Saved entries:

//! End-to-end conversion pipeline
//!
//! Acquire input, normalize, parse, build the report, write it. Strictly
//! sequential; the cancellation token is polled between phases and a
//! cancelled run returns through the normal path without touching the
//! destination.

use crate::cancel::CancelToken;
use crate::finding::{Finding, ParseError};
use crate::input::InputSource;
use crate::output;
use crate::report::SuiteReport;
use log::{debug, warn};
use std::io;
use std::path::PathBuf;
use thiserror::Error;

/// Fully resolved run configuration, validated before the pipeline starts
#[derive(Debug, Clone)]
pub struct Config {
    /// Where the yamllint output comes from
    pub input: InputSource,
    /// Destination path for the XML report
    pub output: PathBuf,
    /// Echo the serialized document to stdout
    pub verbose: bool,
    /// Test-suite name reported in the document
    pub suite_name: String,
    /// Drop lines that fail to parse instead of aborting the run
    pub skip_malformed: bool,
}

/// How a run ended
#[derive(Debug, Clone, Copy, PartialEq, Eq)]
pub enum RunStatus {
    /// Report written to the destination
    Completed,
    /// Interrupted before the report was written
    Interrupted,
}

/// Fatal pipeline error
#[derive(Debug, Error)]
pub enum PipelineError {
    #[error("failed to read {path}: {source}")]
    Input {
        path: String,
        #[source]
        source: io::Error,
    },

    #[error("malformed diagnostic on line {number}: {source}")]
    Parse {
        number: usize,
        #[source]
        source: ParseError,
    },

    #[error("failed to write {path}: {source}")]
    Output {
        path: String,
        #[source]
        source: io::Error,
    },
}

impl PipelineError {
    /// Process exit code for this error (1 = parse, 2 = I/O)
    pub fn exit_code(&self) -> i32 {
        match self {
            PipelineError::Parse { .. } => 1,
            PipelineError::Input { .. } | PipelineError::Output { .. } => 2,
        }
    }
}

/// Run the whole conversion.
///
/// Parse failures abort the run unless `skip_malformed` is set, in which
/// case each offending line is logged and counted rather than silently
/// dropped.
pub fn run(config: &Config, cancel: &CancelToken) -> Result<RunStatus, PipelineError> {
    let lines = config
        .input
        .read_lines()
        .map_err(|source| PipelineError::Input {
            path: config.input.to_string(),
            source,
        })?;
    if cancel.is_cancelled() {
        return Ok(RunStatus::Interrupted);
    }

    let findings = parse_lines(&lines, config.skip_malformed)?;
    if cancel.is_cancelled() {
        return Ok(RunStatus::Interrupted);
    }

    let report = SuiteReport::from_findings(&config.suite_name, &findings);
    debug!(
        "built report: {} cases, {} errors, {} skipped",
        report.test_count, report.error_count, report.skipped_count
    );

    if cancel.is_cancelled() {
        return Ok(RunStatus::Interrupted);
    }
    output::write_report(&report, &config.output, config.verbose).map_err(|source| {
        PipelineError::Output {
            path: config.output.display().to_string(),
            source,
        }
    })?;
    Ok(RunStatus::Completed)
}

fn parse_lines(lines: &[String], skip_malformed: bool) -> Result<Vec<Finding>, PipelineError> {
    let mut findings = Vec::with_capacity(lines.len());
    let mut malformed = 0usize;

    for (idx, line) in lines.iter().enumerate() {
        match Finding::parse(line) {
            Ok(finding) => findings.push(finding),
            Err(source) if skip_malformed => {
                warn!("skipping line {}: {}: {:?}", idx + 1, source, line);
                malformed += 1;
            }
            Err(source) => {
                return Err(PipelineError::Parse {
                    number: idx + 1,
                    source,
                })
            }
        }
    }

    if malformed > 0 {
        warn!("{} malformed lines skipped", malformed);
    }
    Ok(findings)
}

#[cfg(test)]
mod tests {
    use super::*;
    use std::fs;
    use tempfile::tempdir;

    fn config_for(input: &std::path::Path, output: PathBuf) -> Config {
        Config {
            input: InputSource::File(input.to_path_buf()),
            output,
            verbose: false,
            suite_name: "yamllint".to_string(),
            skip_malformed: false,
        }
    }

    #[test]
    fn test_run_writes_report() {
        let dir = tempdir().unwrap();
        let input = dir.path().join("lint.txt");
        fs::write(&input, "foo.yaml:3:5: error   trailing spaces\n").unwrap();
        let output = dir.path().join("report.xml");

        let status = run(&config_for(&input, output.clone()), &CancelToken::new()).unwrap();

        assert_eq!(status, RunStatus::Completed);
        let xml = fs::read_to_string(&output).unwrap();
        assert!(xml.contains("errors=\"1\" skipped=\"0\" failures=\"0\" tests=\"1\""));
    }

    #[test]
    fn test_run_clean_input_writes_synthetic_case() {
        let dir = tempdir().unwrap();
        let input = dir.path().join("lint.txt");
        fs::write(&input, "\n   \n").unwrap();
        let output = dir.path().join("report.xml");

        run(&config_for(&input, output.clone()), &CancelToken::new()).unwrap();

        let xml = fs::read_to_string(&output).unwrap();
        assert!(xml.contains("<testcase name=\"no_yamllint_errors\"/>"));
        assert!(xml.contains("tests=\"1\""));
    }

    #[test]
    fn test_run_parse_failure_leaves_no_output() {
        let dir = tempdir().unwrap();
        let input = dir.path().join("lint.txt");
        fs::write(&input, "badline-no-colons-here\n").unwrap();
        let output = dir.path().join("report.xml");

        let err = run(&config_for(&input, output.clone()), &CancelToken::new()).unwrap_err();

        assert!(matches!(err, PipelineError::Parse { number: 1, .. }));
        assert_eq!(err.exit_code(), 1);
        assert!(!output.exists());
    }

    #[test]
    fn test_run_skip_malformed_keeps_valid_lines() {
        let dir = tempdir().unwrap();
        let input = dir.path().join("lint.txt");
        fs::write(
            &input,
            "badline-no-colons-here\nfoo.yaml:3:5: trailing spaces\n",
        )
        .unwrap();
        let output = dir.path().join("report.xml");
        let mut config = config_for(&input, output.clone());
        config.skip_malformed = true;

        let status = run(&config, &CancelToken::new()).unwrap();

        assert_eq!(status, RunStatus::Completed);
        let xml = fs::read_to_string(&output).unwrap();
        assert!(xml.contains("tests=\"1\""));
        assert!(xml.contains("foo.yaml"));
    }

    #[test]
    fn test_blank_lines_do_not_change_report() {
        let dir = tempdir().unwrap();
        let plain = dir.path().join("plain.txt");
        let padded = dir.path().join("padded.txt");
        fs::write(
            &plain,
            "foo.yaml:3:5: trailing spaces\nbar.yaml:10:1: [warning] line too long\n",
        )
        .unwrap();
        fs::write(
            &padded,
            "\n  \nfoo.yaml:3:5: trailing spaces\n\t\n\nbar.yaml:10:1: [warning] line too long\n   \n",
        )
        .unwrap();
        let out_plain = dir.path().join("plain.xml");
        let out_padded = dir.path().join("padded.xml");

        run(&config_for(&plain, out_plain.clone()), &CancelToken::new()).unwrap();
        run(&config_for(&padded, out_padded.clone()), &CancelToken::new()).unwrap();

        assert_eq!(
            fs::read_to_string(&out_plain).unwrap(),
            fs::read_to_string(&out_padded).unwrap()
        );
    }

    #[test]
    fn test_run_missing_input_is_io_error() {
        let dir = tempdir().unwrap();
        let input = dir.path().join("missing.txt");
        let output = dir.path().join("report.xml");

        let err = run(&config_for(&input, output), &CancelToken::new()).unwrap_err();

        assert!(matches!(err, PipelineError::Input { .. }));
        assert_eq!(err.exit_code(), 2);
    }

    #[test]
    fn test_cancelled_run_writes_nothing() {
        let dir = tempdir().unwrap();
        let input = dir.path().join("lint.txt");
        fs::write(&input, "foo.yaml:3:5: trailing spaces\n").unwrap();
        let output = dir.path().join("report.xml");

        let cancel = CancelToken::new();
        cancel.cancel();
        let status = run(&config_for(&input, output.clone()), &cancel).unwrap();

        assert_eq!(status, RunStatus::Interrupted);
        assert!(!output.exists());
    }
}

**WHAT YOU NEED TO DO:** Give all the records again. Match them exactly.

**WRITTEN RESPONSE:**
//! End-to-end conversion pipeline
//!
//! Acquire input, normalize, parse, build the report, write it. Strictly
//! sequential; the cancellation token is polled between phases and a
//! cancelled run returns through the normal path without touching the
//! destination.

use crate::cancel::CancelToken;
use crate::finding::{Finding, ParseError};
use crate::input::InputSource;
use crate::output;
use crate::report::SuiteReport;
use log::{debug, warn};
use std::io;
use std::path::PathBuf;
use thiserror::Error;

/// Fully resolved run configuration, validated before the pipeline starts
#[derive(Debug, Clone)]
pub struct Config {
    /// Where the yamllint output comes from
    pub input: InputSource,
    /// Destination path for the XML report
    pub output: PathBuf,
    /// Echo the serialized document to stdout
    pub verbose: bool,
    /// Test-suite name reported in the document
    pub suite_name: String,
    /// Drop lines that fail to parse instead of aborting the run
    pub skip_malformed: bool,
}

/// How a run ended
#[derive(Debug, Clone, Copy, PartialEq, Eq)]
pub enum RunStatus {
    /// Report written to the destination
    Completed,
    /// Interrupted before the report was written
    Interrupted,
}

/// Fatal pipeline error
#[derive(Debug, Error)]
pub enum PipelineError {
    #[error("failed to read {path}: {source}")]
    Input {
        path: String,
        #[source]
        source: io::Error,
    },

    #[error("malformed diagnostic on line {number}: {source}")]
    Parse {
        number: usize,
        #[source]
        source: ParseError,
    },

    #[error("failed to write {path}: {source}")]
    Output {
        path: String,
        #[source]
        source: io::Error,
    },
}

impl PipelineError {
    /// Process exit code for this error (1 = parse, 2 = I/O)
    pub fn exit_code(&self) -> i32 {
        match self {
            PipelineError::Parse { .. } => 1,
            PipelineError::Input { .. } | PipelineError::Output { .. } => 2,
        }
    }
}

/// Run the whole conversion.
///
/// Parse failures abort the run unless `skip_malformed` is set, in which
/// case each offending line is logged and counted rather than silently
/// dropped.
pub fn run(config: &Config, cancel: &CancelToken) -> Result<RunStatus, PipelineError> {
    let lines = config
        .input
        .read_lines()
        .map_err(|source| PipelineError::Input {
            path: config.input.to_string(),
            source,
        })?;
    if cancel.is_cancelled() {
        return Ok(RunStatus::Interrupted);
    }

    let findings = parse_lines(&lines, config.skip_malformed)?;
    if cancel.is_cancelled() {
        return Ok(RunStatus::Interrupted);
    }

    let report = SuiteReport::from_findings(&config.suite_name, &findings);
    debug!(
        "built report: {} cases, {} errors, {} skipped",
        report.test_count, report.error_count, report.skipped_count
    );

    if cancel.is_cancelled() {
        return Ok(RunStatus::Interrupted);
    }
    output::write_report(&report, &config.output, config.verbose).map_err(|source| {
        PipelineError::Output {
            path: config.output.display().to_string(),
            source,
        }
    })?;
    Ok(RunStatus::Completed)
}

fn parse_lines(lines: &[String], skip_malformed: bool) -> Result<Vec<Finding>, PipelineError> {
    let mut findings = Vec::with_capacity(lines.len());
    let mut malformed = 0usize;

    for (idx, line) in lines.iter().enumerate() {
        match Finding::parse(line) {
            Ok(finding) => findings.push(finding),
            Err(source) if skip_malformed => {
                warn!("skipping line {}: {}: {:?}", idx + 1, source, line);
                malformed += 1;
            }
            Err(source) => {
                return Err(PipelineError::Parse {
                    number: idx + 1,
                    source,
                })
            }
        }
    }

    if malformed > 0 {
        warn!("{} malformed lines skipped", malformed);
    }
    Ok(findings)
}

#[cfg(test)]
mod tests {
    use super::*;
    use std::fs;
    use tempfile::tempdir;

    fn config_for(input: &std::path::Path, output: PathBuf) -> Config {
        Config {
            input: InputSource::File(input.to_path_buf()),
            output,
            verbose: false,
            suite_name: "yamllint".to_string(),
            skip_malformed: false,
        }
    }

    #[test]
    fn test_run_writes_report() {
        let dir = tempdir().unwrap();
        let input = dir.path().join("lint.txt");
        fs::write(&input, "foo.yaml:3:5: error   trailing spaces\n").unwrap();
        let output = dir.path().join("report.xml");

        let status = run(&config_for(&input, output.clone()), &CancelToken::new()).unwrap();

        assert_eq!(status, RunStatus::Completed);
        let xml = fs::read_to_string(&output).unwrap();
        assert!(xml.contains("errors=\"1\" skipped=\"0\" failures=\"0\" tests=\"1\""));
    }

    #[test]
    fn test_run_clean_input_writes_synthetic_case() {
        let dir = tempdir().unwrap();
        let input = dir.path().join("lint.txt");
        fs::write(&input, "\n   \n").unwrap();
        let output = dir.path().join("report.xml");

        run(&config_for(&input, output.clone()), &CancelToken::new()).unwrap();

        let xml = fs::read_to_string(&output).unwrap();
        assert!(xml.contains("<testcase name=\"no_yamllint_errors\"/>"));
        assert!(xml.contains("tests=\"1\""));
    }

    #[test]
    fn test_run_parse_failure_leaves_no_output() {
        let dir = tempdir().unwrap();
        let input = dir.path().join("lint.txt");
        fs::write(&input, "badline-no-colons-here\n").unwrap();
        let output = dir.path().join("report.xml");

        let err = run(&config_for(&input, output.clone()), &CancelToken::new()).unwrap_err();

        assert!(matches!(err, PipelineError::Parse { number: 1, .. }));
        assert_eq!(err.exit_code(), 1);
        assert!(!output.exists());
    }

    #[test]
    fn test_run_skip_malformed_keeps_valid_lines() {
        let dir = tempdir().unwrap();
        let input = dir.path().join("lint.txt");
        fs::write(
            &input,
            "badline-no-colons-here\nfoo.yaml:3:5: trailing spaces\n",
        )
        .unwrap();
        let output = dir.path().join("report.xml");
        let mut config = config_for(&input, output.clone());
        config.skip_malformed = true;

        let status = run(&config, &CancelToken::new()).unwrap();

        assert_eq!(status, RunStatus::Completed);
        let xml = fs::read_to_string(&output).unwrap();
        assert!(xml.contains("tests=\"1\""));
        assert!(xml.contains("foo.yaml"));
    }

    #[test]
    fn test_blank_lines_do_not_change_report() {
        let dir = tempdir().unwrap();
        let plain = dir.path().join("plain.txt");
        let padded = dir.path().join("padded.txt");
        fs::write(
            &plain,
            "foo.yaml:3:5: trailing spaces\nbar.yaml:10:1: [warning] line too long\n",
        )
        .unwrap();
        fs::write(
            &padded,
            "\n  \nfoo.yaml:3:5: trailing spaces\n\t\n\nbar.yaml:10:1: [warning] line too long\n   \n",
        )
        .unwrap();
        let out_plain = dir.path().join("plain.xml");
        let out_padded = dir.path().join("padded.xml");

        run(&config_for(&plain, out_plain.clone()), &CancelToken::new()).unwrap();
        run(&config_for(&padded, out_padded.clone()), &CancelToken::new()).unwrap();

        assert_eq!(
            fs::read_to_string(&out_plain).unwrap(),
            fs::read_to_string(&out_padded).unwrap()
        );
    }

    #[test]
    fn test_run_missing_input_is_io_error() {
        let dir = tempdir().unwrap();
        let input = dir.path().join("missing.txt");
        let output = dir.path().join("report.xml");

        let err = run(&config_for(&input, output), &CancelToken::new()).unwrap_err();

        assert!(matches!(err, PipelineError::Input { .. }));
        assert_eq!(err.exit_code(), 2);
    }

    #[test]
    fn test_cancelled_run_writes_nothing() {
        let dir = tempdir().unwrap();
        let input = dir.path().join("lint.txt");
        fs::write(&input, "foo.yaml:3:5: trailing spaces\n").unwrap();
        let output = dir.path().join("report.xml");

        let cancel = CancelToken::new();
        cancel.cancel();
        let status = run(&config_for(&input, output.clone()), &cancel).unwrap();

        assert_eq!(status, RunStatus::Interrupted);
        assert!(!output.exists());
    }
}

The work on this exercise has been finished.